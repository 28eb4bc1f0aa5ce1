use {
    crate::{sentinel::Sample, stat::TickRate},
    std::fmt::{self, Display},
    tracing::debug,
};

/// converts the work done between two [`Sample`]s into a share of the cpus' capacity.
#[derive(Clone, Copy, Debug)]
pub struct Calculator {
    /// the number of logical cpus.
    cpus: i64,
    /// the number of microseconds in a clock tick.
    micros_per_tick: i64,
}

/// the cpu usage over the window between two samples.
#[derive(Clone, Copy, Debug, Eq, PartialEq)]
pub struct Usage {
    /// the work done, as a percentage of capacity.
    ///
    /// this is truncated, and is not clamped: measurement skew can push it past 100.
    pub percentage: i64,
    /// the work done, quantized into ten blocks, `0..=9`. not clamped.
    pub level: i64,
}

// === impl Calculator ===

impl Calculator {
    pub fn new(cpus: usize, rate: TickRate) -> Self {
        Self {
            cpus: cpus.try_into().unwrap_or(i64::MAX),
            micros_per_tick: rate.micros_per_tick().try_into().unwrap_or(i64::MAX),
        }
    }

    /// computes the [`Usage`] between the `previous` and `current` samples.
    ///
    /// returns `None` if the window is too short to hold a single clock tick.
    pub fn compute(&self, previous: Sample, current: Sample) -> Option<Usage> {
        let Self {
            cpus,
            micros_per_tick,
        } = *self;

        let work = current.work - previous.work;
        let elapsed = current.timestamp - previous.timestamp;
        // the ticks that all of the cpus could have spent working in this window.
        let capacity = (elapsed / micros_per_tick) * cpus;

        if capacity == 0 {
            debug!(%work, %elapsed, "no time measured, skipping tick");
            return None;
        }

        let usage = Usage {
            percentage: (work * 100) / capacity,
            level: (work * 9) / capacity,
        };
        debug!(%work, %elapsed, %capacity, ?usage, "computed usage");

        Some(usage)
    }
}

// === impl Usage ===

impl Display for Usage {
    fn fmt(&self, f: &mut fmt::Formatter<'_>) -> fmt::Result {
        let Self { percentage, .. } = self;
        Display::fmt(percentage, f)
    }
}
//! a scrolling cpu usage graph for status bars.
//!
//! on every tick, the host's aggregate cpu work is sampled from `/proc/stat`, compared against
//! the previous sample, and rendered as a block glyph at the end of a scrolling graph. the graph
//! and the latest percentage are written to two small files for status bars to pick up.

use {
    self::{
        display::Terminal,
        graph::{Glyph, ScrollBuffer},
        sentinel::Sentinel,
        sink::{SinkError, Sinks},
        source::{Clock, ClockError, ProcStat, StatsSource, SystemClock},
        stat::{StatReadError, TickRate},
        usage::{Calculator, Usage},
    },
    std::{
        fmt::{self, Display},
        io::{self, Stdout, Write},
        process::ExitCode,
        time::Duration,
    },
    tracing::{debug, info},
};

pub use self::config::{Cli, Config};

pub mod config;
pub mod daemon;
pub mod display;
pub mod graph;
/// observes kernel statistics.
pub mod sentinel;
pub mod sink;
pub mod source;
/// kernel statistics facilities.
///
/// this file provides tools to interact with `/proc/stat`.
pub mod stat;
pub mod usage;

/// samples cpu usage, and writes it out on every tick.
pub struct App<C = SystemClock, S = ProcStat, W = Stdout> {
    sentinel: Sentinel<C, S>,
    calculator: Calculator,
    /// the recent history of cpu usage.
    graph: ScrollBuffer,
    /// the graph and spot files. these are opened and emptied at startup in every mode.
    sinks: Sinks,
    /// an interactive display, for running in the foreground. the sinks are left empty then.
    terminal: Option<Terminal<W>>,
    /// the pause before each tick.
    interval: Duration,
    cpus: usize,
    rate: TickRate,
}

#[derive(Debug)]
pub enum Error {
    Stat(StatReadError),
    Clock(ClockError),
    Sink(SinkError),
    Display(io::Error),
    Detach(daemon::DetachError),
    /// no per-cpu lines were found in the kernel statistics.
    NoCpus,
    /// the kernel's clock tick rate could not be used.
    TickRate,
}

// === impl App ===

impl App {
    /// initializes a new application.
    ///
    /// this opens `/proc/stat`, and opens and empties the output files.
    pub fn new(config: &Config) -> Result<Self, Error> {
        let rate = TickRate::from_sysconf().ok_or(Error::TickRate)?;
        let source = ProcStat::open().map_err(StatReadError::Io)?;

        info!(
            graph = %config.graph_path.display(),
            spot = %config.spot_path.display(),
            "opening output files"
        );
        let sinks = Sinks::open(&config.graph_path, &config.spot_path)?;
        let terminal = (!config.background).then(|| Terminal::stdout(config.length));

        Self::from_parts(SystemClock, source, rate, sinks, terminal, config)
    }
}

########

• [What this task involves]
Each line of the material that has the word "source" belongs in the answer.

• [Response to this exercise]
        source::{Clock, ClockError, ProcStat, StatsSource, SystemClock},
pub mod source;
        let source = ProcStat::open().map_err(StatReadError::Io)?;
        Self::from_parts(SystemClock, source, rate, sinks, terminal, config)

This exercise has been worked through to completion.